## Exercise input
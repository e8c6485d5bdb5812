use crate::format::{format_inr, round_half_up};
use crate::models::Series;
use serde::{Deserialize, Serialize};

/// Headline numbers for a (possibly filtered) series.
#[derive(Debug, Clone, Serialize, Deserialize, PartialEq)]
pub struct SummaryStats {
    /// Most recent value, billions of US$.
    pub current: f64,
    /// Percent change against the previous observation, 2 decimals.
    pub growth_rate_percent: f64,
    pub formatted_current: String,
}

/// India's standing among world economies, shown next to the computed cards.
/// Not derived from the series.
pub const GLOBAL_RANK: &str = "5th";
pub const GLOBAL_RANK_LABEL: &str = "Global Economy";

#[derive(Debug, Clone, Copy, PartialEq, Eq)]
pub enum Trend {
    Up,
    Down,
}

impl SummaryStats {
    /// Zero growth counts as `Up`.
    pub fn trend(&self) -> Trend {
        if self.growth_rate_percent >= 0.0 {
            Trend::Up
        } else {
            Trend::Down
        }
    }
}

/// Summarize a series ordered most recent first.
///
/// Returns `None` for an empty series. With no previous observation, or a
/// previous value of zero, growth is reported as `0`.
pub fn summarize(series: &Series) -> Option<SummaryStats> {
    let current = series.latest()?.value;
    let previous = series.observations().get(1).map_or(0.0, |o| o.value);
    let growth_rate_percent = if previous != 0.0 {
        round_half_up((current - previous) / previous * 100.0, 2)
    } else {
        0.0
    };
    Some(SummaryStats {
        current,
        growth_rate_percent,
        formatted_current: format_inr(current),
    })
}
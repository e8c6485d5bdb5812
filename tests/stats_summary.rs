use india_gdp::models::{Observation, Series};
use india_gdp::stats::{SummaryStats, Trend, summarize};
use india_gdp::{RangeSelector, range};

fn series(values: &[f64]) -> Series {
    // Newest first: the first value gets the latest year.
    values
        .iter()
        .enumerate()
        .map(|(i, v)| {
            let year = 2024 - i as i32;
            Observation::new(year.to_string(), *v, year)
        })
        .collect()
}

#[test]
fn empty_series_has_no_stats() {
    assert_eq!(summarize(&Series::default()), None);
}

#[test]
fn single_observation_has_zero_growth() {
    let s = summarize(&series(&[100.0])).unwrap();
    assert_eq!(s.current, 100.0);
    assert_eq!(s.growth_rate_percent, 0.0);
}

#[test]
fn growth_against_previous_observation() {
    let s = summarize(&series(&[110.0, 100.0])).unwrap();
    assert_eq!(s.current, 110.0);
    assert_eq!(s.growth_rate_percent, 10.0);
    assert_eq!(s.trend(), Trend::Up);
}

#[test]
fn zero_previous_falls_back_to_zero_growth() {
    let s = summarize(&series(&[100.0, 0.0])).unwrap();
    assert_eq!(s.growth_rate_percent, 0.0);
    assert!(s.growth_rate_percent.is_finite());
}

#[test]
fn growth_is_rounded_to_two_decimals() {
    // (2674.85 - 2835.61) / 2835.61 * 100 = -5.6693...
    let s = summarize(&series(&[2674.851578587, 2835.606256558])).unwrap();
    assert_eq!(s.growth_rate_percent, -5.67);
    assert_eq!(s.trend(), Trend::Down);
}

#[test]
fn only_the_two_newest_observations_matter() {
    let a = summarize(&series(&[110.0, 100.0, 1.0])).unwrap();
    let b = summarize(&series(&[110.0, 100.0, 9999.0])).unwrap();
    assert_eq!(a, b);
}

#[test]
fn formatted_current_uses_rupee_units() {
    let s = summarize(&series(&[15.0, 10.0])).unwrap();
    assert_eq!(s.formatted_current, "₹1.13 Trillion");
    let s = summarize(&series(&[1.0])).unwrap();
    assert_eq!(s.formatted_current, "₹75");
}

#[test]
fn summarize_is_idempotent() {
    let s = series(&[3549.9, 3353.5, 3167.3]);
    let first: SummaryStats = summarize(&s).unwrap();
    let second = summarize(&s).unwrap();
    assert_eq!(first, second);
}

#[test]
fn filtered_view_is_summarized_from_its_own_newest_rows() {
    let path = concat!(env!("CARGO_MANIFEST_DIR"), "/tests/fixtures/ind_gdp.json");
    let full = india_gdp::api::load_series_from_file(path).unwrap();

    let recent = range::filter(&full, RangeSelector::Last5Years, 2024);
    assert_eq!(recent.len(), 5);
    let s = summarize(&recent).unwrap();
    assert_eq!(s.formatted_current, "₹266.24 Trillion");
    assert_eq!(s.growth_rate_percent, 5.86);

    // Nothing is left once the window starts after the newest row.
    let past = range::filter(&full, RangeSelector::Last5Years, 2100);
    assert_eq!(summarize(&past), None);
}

## Description of the task
Transcribe the entire listing. Leave every word as it is.

## Output for this exercise
repository e8c6485d5bdb5812
use crate::format::{format_inr, round_half_up};
use crate::models::Series;
use serde::{Deserialize, Serialize};

/// Headline numbers for a (possibly filtered) series.
#[derive(Debug, Clone, Serialize, Deserialize, PartialEq)]
pub struct SummaryStats {
    /// Most recent value, billions of US$.
    pub current: f64,
    /// Percent change against the previous observation, 2 decimals.
    pub growth_rate_percent: f64,
    pub formatted_current: String,
}

/// India's standing among world economies, shown next to the computed cards.
/// Not derived from the series.
pub const GLOBAL_RANK: &str = "5th";
pub const GLOBAL_RANK_LABEL: &str = "Global Economy";

#[derive(Debug, Clone, Copy, PartialEq, Eq)]
pub enum Trend {
    Up,
    Down,
}

impl SummaryStats {
    /// Zero growth counts as `Up`.
    pub fn trend(&self) -> Trend {
        if self.growth_rate_percent >= 0.0 {
            Trend::Up
        } else {
            Trend::Down
        }
    }
}

/// Summarize a series ordered most recent first.
///
/// Returns `None` for an empty series. With no previous observation, or a
/// previous value of zero, growth is reported as `0`.
pub fn summarize(series: &Series) -> Option<SummaryStats> {
    let current = series.latest()?.value;
    let previous = series.observations().get(1).map_or(0.0, |o| o.value);
    let growth_rate_percent = if previous != 0.0 {
        round_half_up((current - previous) / previous * 100.0, 2)
    } else {
        0.0
    };
    Some(SummaryStats {
        current,
        growth_rate_percent,
        formatted_current: format_inr(current),
    })
}
repository e8c6485d5bdb5812
filename tests/stats_summary.rs
use india_gdp::models::{Observation, Series};
use india_gdp::stats::{SummaryStats, Trend, summarize};
use india_gdp::{RangeSelector, range};

fn series(values: &[f64]) -> Series {
    // Newest first: the first value gets the latest year.
    values
        .iter()
        .enumerate()
        .map(|(i, v)| {
            let year = 2024 - i as i32;
            Observation::new(year.to_string(), *v, year)
        })
        .collect()
}

#[test]
fn empty_series_has_no_stats() {
    assert_eq!(summarize(&Series::default()), None);
}

#[test]
fn single_observation_has_zero_growth() {
    let s = summarize(&series(&[100.0])).unwrap();
    assert_eq!(s.current, 100.0);
    assert_eq!(s.growth_rate_percent, 0.0);
}

#[test]
fn growth_against_previous_observation() {
    let s = summarize(&series(&[110.0, 100.0])).unwrap();
    assert_eq!(s.current, 110.0);
    assert_eq!(s.growth_rate_percent, 10.0);
    assert_eq!(s.trend(), Trend::Up);
}

#[test]
fn zero_previous_falls_back_to_zero_growth() {
    let s = summarize(&series(&[100.0, 0.0])).unwrap();
    assert_eq!(s.growth_rate_percent, 0.0);
    assert!(s.growth_rate_percent.is_finite());
}

#[test]
fn growth_is_rounded_to_two_decimals() {
    // (2674.85 - 2835.61) / 2835.61 * 100 = -5.6693...
    let s = summarize(&series(&[2674.851578587, 2835.606256558])).unwrap();
    assert_eq!(s.growth_rate_percent, -5.67);
    assert_eq!(s.trend(), Trend::Down);
}

#[test]
fn only_the_two_newest_observations_matter() {
    let a = summarize(&series(&[110.0, 100.0, 1.0])).unwrap();
    let b = summarize(&series(&[110.0, 100.0, 9999.0])).unwrap();
    assert_eq!(a, b);
}

#[test]
fn formatted_current_uses_rupee_units() {
    let s = summarize(&series(&[15.0, 10.0])).unwrap();
    assert_eq!(s.formatted_current, "₹1.13 Trillion");
    let s = summarize(&series(&[1.0])).unwrap();
    assert_eq!(s.formatted_current, "₹75");
}

#[test]
fn summarize_is_idempotent() {
    let s = series(&[3549.9, 3353.5, 3167.3]);
    let first: SummaryStats = summarize(&s).unwrap();
    let second = summarize(&s).unwrap();
    assert_eq!(first, second);
}

#[test]
fn filtered_view_is_summarized_from_its_own_newest_rows() {
    let path = concat!(env!("CARGO_MANIFEST_DIR"), "/tests/fixtures/ind_gdp.json");
    let full = india_gdp::api::load_series_from_file(path).unwrap();

    let recent = range::filter(&full, RangeSelector::Last5Years, 2024);
    assert_eq!(recent.len(), 5);
    let s = summarize(&recent).unwrap();
    assert_eq!(s.formatted_current, "₹266.24 Trillion");
    assert_eq!(s.growth_rate_percent, 5.86);

    // Nothing is left once the window starts after the newest row.
    let past = range::filter(&full, RangeSelector::Last5Years, 2100);
    assert_eq!(summarize(&past), None);
}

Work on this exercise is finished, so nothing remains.